## PROBLEM DETAILS
Copy each line of the data that has "join" in it.

:: EXERCISE MATERIAL

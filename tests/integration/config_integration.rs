//! Integration tests for configuration and build configuration loading

use serveconf::config::ConfigLoader;
use serveconf::{BuildConfiguration, CliArguments, Mode, Resolver, ServeError};
use tempfile::TempDir;

#[test]
fn test_config_file_drives_port_precedence() {
    let temp_dir = TempDir::new().unwrap();
    let config_file = temp_dir.path().join("serveconf.toml");
    std::fs::write(
        &config_file,
        r#"
[resolver]
default_port = 3000
default_mode = "production"

[logging]
level = "warn"
"#,
    )
    .unwrap();

    let config = ConfigLoader::load_from_file(&config_file).unwrap();
    assert_eq!(config.logging.level, "warn");

    let build_file = temp_dir.path().join("build.json");
    std::fs::write(&build_file, r#"{"devServer": {"port": 9000}}"#).unwrap();
    let mut build = BuildConfiguration::load(&build_file).unwrap();

    let args = CliArguments::new().with("port", 3000u16);
    let options = Resolver::new(config.resolver)
        .merge(&mut build, &args)
        .into_options();

    assert_eq!(options.port, Some(9000));
    assert_eq!(build.first().unwrap().mode, Some(Mode::Production));
}

#[test]
fn test_workspace_file_is_layered_over_defaults() {
    let temp_dir = TempDir::new().unwrap();
    std::fs::write(
        temp_dir.path().join("serveconf.toml"),
        "[resolver]\ndefault_host = \"dev.local\"\n",
    )
    .unwrap();

    let config = ConfigLoader::load(temp_dir.path()).unwrap();
    assert_eq!(config.resolver.default_host, "dev.local");
    assert_eq!(config.resolver.default_port, 8080);
}

#[test]
fn test_invalid_config_is_rejected() {
    let temp_dir = TempDir::new().unwrap();
    let config_file = temp_dir.path().join("bad.toml");
    std::fs::write(&config_file, "[resolver]\ndefault_port = 0\n").unwrap();

    match ConfigLoader::load_from_file(&config_file) {
        Err(ServeError::ConfigError(msg)) => assert!(msg.contains("Default port cannot be 0")),
        other => panic!("expected config error, got {:?}", other.map(|_| ())),
    }
}

#[test]
fn test_toml_build_configuration() {
    let temp_dir = TempDir::new().unwrap();
    let build_file = temp_dir.path().join("build.toml");
    std::fs::write(
        &build_file,
        r#"
mode = "none"

[output]
publicPath = "static/"

[devServer]
host = "0.0.0.0"
"#,
    )
    .unwrap();

    let mut build = BuildConfiguration::load(&build_file).unwrap();
    let options = Resolver::default()
        .merge(&mut build, &CliArguments::new())
        .into_options();
    assert_eq!(options.public_path.as_deref(), Some("/static/"));
    assert_eq!(options.host.as_deref(), Some("0.0.0.0"));
    assert_eq!(build.first().unwrap().mode, Some(Mode::None));
}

::::

## RESPONSE BOX
    let config_file = temp_dir.path().join("serveconf.toml");
    let build_file = temp_dir.path().join("build.json");
        temp_dir.path().join("serveconf.toml"),
    let config_file = temp_dir.path().join("bad.toml");
    let build_file = temp_dir.path().join("build.toml");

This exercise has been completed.